--- YOUR GOAL ---
A stretch of the entries below is to be set down exactly, running from the line with "a registered observer" through the line with "single notification kind", both included, and no other line.
*** RECORDS SUPPLIED Section Begins ***
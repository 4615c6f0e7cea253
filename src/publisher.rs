//! Notification publisher
//!
//! Fans each notification out to the registered observers. Every observer
//! owns an unbounded mpsc queue, so publishing never blocks and each
//! observer sees notifications in publish order.

use std::sync::atomic::{AtomicU64, Ordering};
use std::sync::{Arc, Mutex, MutexGuard, PoisonError};

use tokio::sync::mpsc;
use tracing::trace;

use crate::error::AppError;
use crate::notification::{Notification, NotificationKind};

/// Handle identifying a registered observer
#[derive(Debug, Clone, Copy, PartialEq, Eq, Hash)]
pub struct ObserverId(u64);

impl std::fmt::Display for ObserverId {
    fn fmt(&self, f: &mut std::fmt::Formatter<'_>) -> std::fmt::Result {
        write!(f, "observer-{}", self.0)
    }
}

/// Receiving side of an observer registration
///
/// Dropping it deregisters the observer on the next publish.
#[derive(Debug)]
pub struct Subscription {
    id: ObserverId,
    receiver: mpsc::UnboundedReceiver<Notification>,
}

impl Subscription {
    pub fn id(&self) -> ObserverId {
        self.id
    }

    /// Wait for the next notification
    ///
    /// Returns `None` once the observer is unsubscribed or the publisher is gone.
    pub async fn recv(&mut self) -> Option<Notification> {
        self.receiver.recv().await
    }

    /// Take the next notification if one is already queued
    pub fn try_recv(&mut self) -> Option<Notification> {
        self.receiver.try_recv().ok()
    }
}

struct Observer {
    id: ObserverId,
    kind: Option<NotificationKind>,
    sender: mpsc::UnboundedSender<Notification>,
}

impl Observer {
    fn wants(&self, kind: NotificationKind) -> bool {
        self.kind.map_or(true, |k| k == kind)
    }
}

/// Observer registry
#[derive(Default)]
pub struct Publisher {
    next_id: AtomicU64,
    observers: Mutex<Vec<Observer>>,
    reporters: Mutex<Vec<mpsc::UnboundedSender<Arc<AppError>>>>,
}

impl Publisher {
    pub fn new() -> Self {
        Self::default()
    }

    /// Register for every notification kind
    pub fn subscribe(&self) -> Subscription {
        self.register(None)
    }

    /// Register for a single notification kind
    pub fn subscribe_to(&self, kind: NotificationKind) -> Subscription {
        self.register(Some(kind))
    }

    fn register(&self, kind: Option<NotificationKind>) -> Subscription {
        let id = ObserverId(self.next_id.fetch_add(1, Ordering::Relaxed));
        let (sender, receiver) = mpsc::unbounded_channel();
        lock(&self.observers).push(Observer { id, kind, sender });
        trace!(%id, "Observer registered");
        Subscription { id, receiver }
    }

    /// Remove an observer
    ///
    /// Returns false if the id was not registered.
    pub fn unsubscribe(&self, id: ObserverId) -> bool {
        let mut observers = lock(&self.observers);
        let before = observers.len();
        observers.retain(|o| o.id != id);
        before != observers.len()
    }

    /// Number of live observers
    pub fn observer_count(&self) -> usize {
        lock(&self.observers)
            .iter()
            .filter(|o| !o.sender.is_closed())
            .count()
    }

    /// Deliver one notification to every interested observer
    ///
    /// With no observers this does nothing.
    pub fn publish(&self, notification: Notification) {
        let kind = notification.kind();
        let mut observers = lock(&self.observers);
        observers.retain(|observer| {
            if observer.wants(kind) {
                observer.sender.send(notification.clone()).is_ok()
            } else {
                !observer.sender.is_closed()
            }
        });
        trace!(%kind, observers = observers.len(), "Notification published");
    }

    /// Open a stream of reported failures (malformed inbound frames)
    pub fn reports(&self) -> mpsc::UnboundedReceiver<Arc<AppError>> {
        let (sender, receiver) = mpsc::unbounded_channel();
        lock(&self.reporters).push(sender);
        receiver
    }

    /// Report a failure to every report stream
    pub fn report(&self, error: AppError) {
        let error = Arc::new(error);
        lock(&self.reporters).retain(|r| r.send(Arc::clone(&error)).is_ok());
    }
}

fn lock<T>(mutex: &Mutex<T>) -> MutexGuard<'_, T> {
    mutex.lock().unwrap_or_else(PoisonError::into_inner)
}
*** RECORDS SUPPLIED Section Ends ***
--- ANSWER FOR THIS EXERCISE ---
/// Handle identifying a registered observer
#[derive(Debug, Clone, Copy, PartialEq, Eq, Hash)]
pub struct ObserverId(u64);

impl std::fmt::Display for ObserverId {
    fn fmt(&self, f: &mut std::fmt::Formatter<'_>) -> std::fmt::Result {
        write!(f, "observer-{}", self.0)
    }
}

/// Receiving side of an observer registration
///
/// Dropping it deregisters the observer on the next publish.
#[derive(Debug)]
pub struct Subscription {
    id: ObserverId,
    receiver: mpsc::UnboundedReceiver<Notification>,
}

impl Subscription {
    pub fn id(&self) -> ObserverId {
        self.id
    }

    /// Wait for the next notification
    ///
    /// Returns `None` once the observer is unsubscribed or the publisher is gone.
    pub async fn recv(&mut self) -> Option<Notification> {
        self.receiver.recv().await
    }

    /// Take the next notification if one is already queued
    pub fn try_recv(&mut self) -> Option<Notification> {
        self.receiver.try_recv().ok()
    }
}

struct Observer {
    id: ObserverId,
    kind: Option<NotificationKind>,
    sender: mpsc::UnboundedSender<Notification>,
}

impl Observer {
    fn wants(&self, kind: NotificationKind) -> bool {
        self.kind.map_or(true, |k| k == kind)
    }
}

/// Observer registry
#[derive(Default)]
pub struct Publisher {
    next_id: AtomicU64,
    observers: Mutex<Vec<Observer>>,
    reporters: Mutex<Vec<mpsc::UnboundedSender<Arc<AppError>>>>,
}

impl Publisher {
    pub fn new() -> Self {
        Self::default()
    }

    /// Register for every notification kind
    pub fn subscribe(&self) -> Subscription {
        self.register(None)
    }

    /// Register for a single notification kind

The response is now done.